Working data:

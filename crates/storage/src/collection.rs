//! Document collection file.
//!
//! Stores opaque payloads as padded records in a [`MappedFile`]. A record's
//! byte offset is its [`RecordId`]. Records get twice their payload length as
//! room, so later updates that do not outgrow the room happen in place.
//! Deleted records are only flagged; their space is never reused.
//!
//! ## Read Policy
//!
//! [`Collection::read`] and [`Collection::for_all`] hand out the full room,
//! padding included. Callers that want the bare payload use
//! [`trim_padding`](crate::format::trim_padding), which strips trailing
//! spaces (so payloads that themselves end in spaces lose them).
//!
//! ## Locking
//!
//! | Lock          | Held by                          | Protects                    |
//! |---------------|----------------------------------|-----------------------------|
//! | `insert_lock` | insert                           | the append point            |
//! | `update_lock` | read/scan (shared), update/delete (exclusive) | bytes of existing records |
//! | `file`        | everything (shared), growth (exclusive) | the mapping itself   |
//!
//! Lock order is `update_lock`, then `insert_lock`, then `file`. A moving
//! update holds `update_lock` across its insert, so readers never see the
//! record missing from both places.

use crate::format::{
    encode_header, end_of_records, next_record_boundary, parse_header, RecordHeader, INVALID, PADDING,
    RECORD_HEADER_SIZE,
};
use crate::mapped::MappedFile;
use docstore_core::{CollectionOptions, CorruptionCounter, Error, Result};
use parking_lot::{Mutex, RwLock, RwLockWriteGuard};
use std::fmt;
use std::path::{Path, PathBuf};
use tracing::{debug, error, info, warn};

/// Offset of a record, used as its identifier
#[derive(Debug, Clone, Copy, PartialEq, Eq, PartialOrd, Ord, Hash)]
pub struct RecordId(u64);

impl RecordId {
    /// Wrap a raw offset (e.g. one stored in an index)
    pub fn from_raw(offset: u64) -> Self {
        RecordId(offset)
    }

    /// Raw offset
    pub fn as_u64(&self) -> u64 {
        self.0
    }
}

impl fmt::Display for RecordId {
    fn fmt(&self, f: &mut fmt::Formatter<'_>) -> fmt::Result {
        write!(f, "{}", self.0)
    }
}

impl From<RecordId> for u64 {
    fn from(id: RecordId) -> u64 {
        id.0
    }
}

/// Outcome of a full scan
#[derive(Debug, Clone, Copy, Default, PartialEq, Eq)]
pub struct ScanStats {
    /// Valid records passed to the visitor
    pub visited: u64,
    /// Corrupt regions skipped by resynchronizing
    pub corrupt_regions: u64,
}

impl ScanStats {
    /// Human-readable summary
    pub fn summary(&self) -> String {
        format!(
            "Scan complete: {} records visited, {} corrupt regions skipped",
            self.visited, self.corrupt_regions
        )
    }

    /// True if the scan skipped any data
    pub fn has_issues(&self) -> bool {
        self.corrupt_regions > 0
    }
}

enum ScanStep {
    Record(RecordHeader),
    Resync(usize),
}

/// A collection file of padded records
///
/// # Thread Safety
///
/// All operations take `&self` and may be called from many threads.
/// Inserts serialize against each other; reads run concurrently with
/// each other and with inserts; updates and deletes exclude reads.
pub struct Collection {
    path: PathBuf,
    file: RwLock<MappedFile>,
    insert_lock: Mutex<()>,
    update_lock: RwLock<()>,
    max_room: u64,
    corruption: CorruptionCounter,
}

impl Collection {
    /// Open or create the collection file at `path`.
    ///
    /// The append point is the end of the last record, found by walking
    /// headers from the start of the file. Records that fill their room with
    /// trailing zeros defeat the mapped file's zero-run bisection, so its
    /// estimate is only used when the walk runs into a corrupt header.
    pub fn open(path: impl AsRef<Path>, options: CollectionOptions) -> Result<Self> {
        options.validate()?;
        let path = path.as_ref().to_path_buf();
        let file = MappedFile::open(&path, options.growth)?;

        let estimate = file.used();
        let whole = file.read_at(0, file.capacity() as usize).unwrap_or_default();
        let used = match end_of_records(whole, options.max_room) {
            Ok(end) => end as u64,
            Err((at, fault)) => {
                warn!(
                    "Record walk of {} stopped at {}: {}, taking append point {}",
                    path.display(),
                    at,
                    fault,
                    estimate.max(at as u64)
                );
                estimate.max(at as u64)
            }
        };
        file.set_used(used);

        info!(
            "Opened collection {} ({} of {} bytes used)",
            path.display(),
            file.used(),
            file.capacity()
        );
        Ok(Collection {
            path,
            file: RwLock::new(file),
            insert_lock: Mutex::new(()),
            update_lock: RwLock::new(()),
            max_room: options.max_room,
            corruption: CorruptionCounter::new(),
        })
    }

    fn room_for(&self, payload: &[u8]) -> Result<u64> {
        let requested = (payload.len() as u64).saturating_mul(2).max(1);
        if requested > self.max_room {
            return Err(Error::DocTooLarge {
                max: self.max_room,
                requested,
            });
        }
        Ok(requested)
    }

    /// Insert a payload, returning its id.
    ///
    /// Reserves twice the payload length (at least one byte) as room.
    /// Fails with `DocTooLarge` before touching the file if that exceeds
    /// the maximum room.
    pub fn insert(&self, payload: &[u8]) -> Result<RecordId> {
        let room = self.room_for(payload)?;
        let span = RECORD_HEADER_SIZE as u64 + room;

        let _insert = self.insert_lock.lock();
        let file = {
            let file = self.file.read();
            if file.has_room(span) {
                file
            } else {
                drop(file);
                let mut file = self.file.write();
                file.ensure_capacity(span)?;
                RwLockWriteGuard::downgrade(file)
            }
        };

        let id = file.used();
        // SAFETY: bytes past the append point are only touched by inserts,
        // which `insert_lock` serializes
        unsafe {
            file.write_at(id, &encode_header(true, room))?;
            write_body(&file, id, room, payload)?;
        }
        file.advance(span);
        Ok(RecordId(id))
    }

    fn live_header(&self, file: &MappedFile, id: RecordId) -> Option<RecordHeader> {
        let at = usize::try_from(id.0).ok()?;
        match parse_header(file.used_bytes(), at, self.max_room) {
            Ok(header) if header.valid => Some(header),
            Ok(_) => None,
            Err(fault) => {
                debug!("No record at {} in {}: {}", id, self.path.display(), fault);
                None
            }
        }
    }

    /// Read a record's full room, padding included.
    ///
    /// Returns `None` if `id` is out of range or not a live record.
    pub fn read(&self, id: RecordId) -> Option<Vec<u8>> {
        let _read = self.update_lock.read();
        let file = self.file.read();
        let header = self.live_header(&file, id)?;
        let start = id.0 + RECORD_HEADER_SIZE as u64;
        file.read_at(start, header.room as usize).map(<[u8]>::to_vec)
    }

    /// Replace a record's payload, returning its (possibly new) id.
    ///
    /// Rewrites in place when the payload fits the existing room. Otherwise
    /// the payload is inserted anew and the old record deleted only once the
    /// insert succeeded, so a failed growth leaves the old record intact.
    pub fn update(&self, id: RecordId, payload: &[u8]) -> Result<RecordId> {
        let _write = self.update_lock.write();
        {
            let file = self.file.read();
            let header = self.live_header(&file, id).ok_or(Error::NotFound(id.0))?;

            if payload.len() as u64 <= header.room {
                // SAFETY: exclusive update lock covers every existing record
                unsafe { write_body(&file, id.0, header.room, payload)? };
                return Ok(id);
            }
            debug!("Record {} outgrew its room of {} bytes, moving", id, header.room);
        }

        let moved = self.insert(payload)?;
        let file = self.file.read();
        // SAFETY: as above
        unsafe { file.set_byte(id.0, INVALID)? };
        Ok(moved)
    }

    /// Delete a record. Returns false if there was no live record at `id`.
    pub fn delete(&self, id: RecordId) -> Result<bool> {
        let _write = self.update_lock.write();
        let file = self.file.read();
        if self.live_header(&file, id).is_none() {
            return Ok(false);
        }
        // SAFETY: exclusive update lock covers every existing record
        unsafe { file.set_byte(id.0, INVALID)? };
        Ok(true)
    }

    /// Visit every live record in file order until `visit` returns false.
    ///
    /// Locks are taken per record and released before `visit` runs, so the
    /// visitor may call back into the collection. A corrupt header is
    /// logged, counted, and skipped by resynchronizing on the next offset
    /// where a well-formed header starts.
    pub fn for_all<F>(&self, mut visit: F) -> ScanStats
    where
        F: FnMut(RecordId, &[u8]) -> bool,
    {
        let mut stats = ScanStats::default();
        let mut room = Vec::new();
        let mut at = 0usize;

        loop {
            let step = {
                let _read = self.update_lock.read();
                let file = self.file.read();
                let bytes = file.used_bytes();
                if at >= bytes.len() {
                    break;
                }
                match parse_header(bytes, at, self.max_room) {
                    Ok(header) => {
                        if header.valid {
                            room.clear();
                            room.extend_from_slice(&bytes[at + RECORD_HEADER_SIZE..at + header.span()]);
                        }
                        ScanStep::Record(header)
                    }
                    Err(fault) => {
                        stats.corrupt_regions += 1;
                        let total = self.corruption.record();
                        error!(
                            "Corrupt record at {} in {}: {} ({} corruption events so far)",
                            at,
                            self.path.display(),
                            fault,
                            total
                        );
                        match next_record_boundary(bytes, at + 1, self.max_room) {
                            Some(next) => ScanStep::Resync(next),
                            None => break,
                        }
                    }
                }
            };

            match step {
                ScanStep::Record(header) => {
                    if header.valid {
                        stats.visited += 1;
                        if !visit(RecordId(at as u64), &room) {
                            break;
                        }
                    }
                    at += header.span();
                }
                ScanStep::Resync(next) => {
                    debug!("Resuming scan of {} at {}", self.path.display(), next);
                    at = next;
                }
            }
        }

        if stats.has_issues() {
            info!("{}: {}", self.path.display(), stats.summary());
        }
        stats
    }

    /// Synchronize the file with the device
    pub fn flush(&self) -> Result<()> {
        self.file.read().flush()
    }

    /// Flush and close
    pub fn close(self) -> Result<()> {
        self.file.into_inner().close()
    }

    /// Path of the backing file
    pub fn path(&self) -> &Path {
        &self.path
    }

    /// Append point of the backing file
    pub fn used_size(&self) -> u64 {
        self.file.read().used()
    }

    /// Capacity of the backing file
    pub fn capacity(&self) -> u64 {
        self.file.read().capacity()
    }

    /// Maximum room of a single record
    pub fn max_room(&self) -> u64 {
        self.max_room
    }

    /// Corruption events seen by scans of this collection
    pub fn corruption_events(&self) -> u64 {
        self.corruption.count()
    }
}

/// Write payload and padding of the record at `id`.
///
/// # Safety
///
/// Caller holds a lock excluding other access to the record's room.
unsafe fn write_body(file: &MappedFile, id: u64, room: u64, payload: &[u8]) -> Result<()> {
    let start = id + RECORD_HEADER_SIZE as u64;
    file.write_at(start, payload)?;
    file.fill_at(
        start + payload.len() as u64,
        (room - payload.len() as u64) as usize,
        PADDING,
    )
}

Exercise description:
In the material above, find the line containing "the next offset" and the line containing "corruption events so", then write out exactly those two lines and every line between them, and nothing more.

Written solution:
    /// logged, counted, and skipped by resynchronizing on the next offset
    /// where a well-formed header starts.
    pub fn for_all<F>(&self, mut visit: F) -> ScanStats
    where
        F: FnMut(RecordId, &[u8]) -> bool,
    {
        let mut stats = ScanStats::default();
        let mut room = Vec::new();
        let mut at = 0usize;

        loop {
            let step = {
                let _read = self.update_lock.read();
                let file = self.file.read();
                let bytes = file.used_bytes();
                if at >= bytes.len() {
                    break;
                }
                match parse_header(bytes, at, self.max_room) {
                    Ok(header) => {
                        if header.valid {
                            room.clear();
                            room.extend_from_slice(&bytes[at + RECORD_HEADER_SIZE..at + header.span()]);
                        }
                        ScanStep::Record(header)
                    }
                    Err(fault) => {
                        stats.corrupt_regions += 1;
                        let total = self.corruption.record();
                        error!(
                            "Corrupt record at {} in {}: {} ({} corruption events so far)",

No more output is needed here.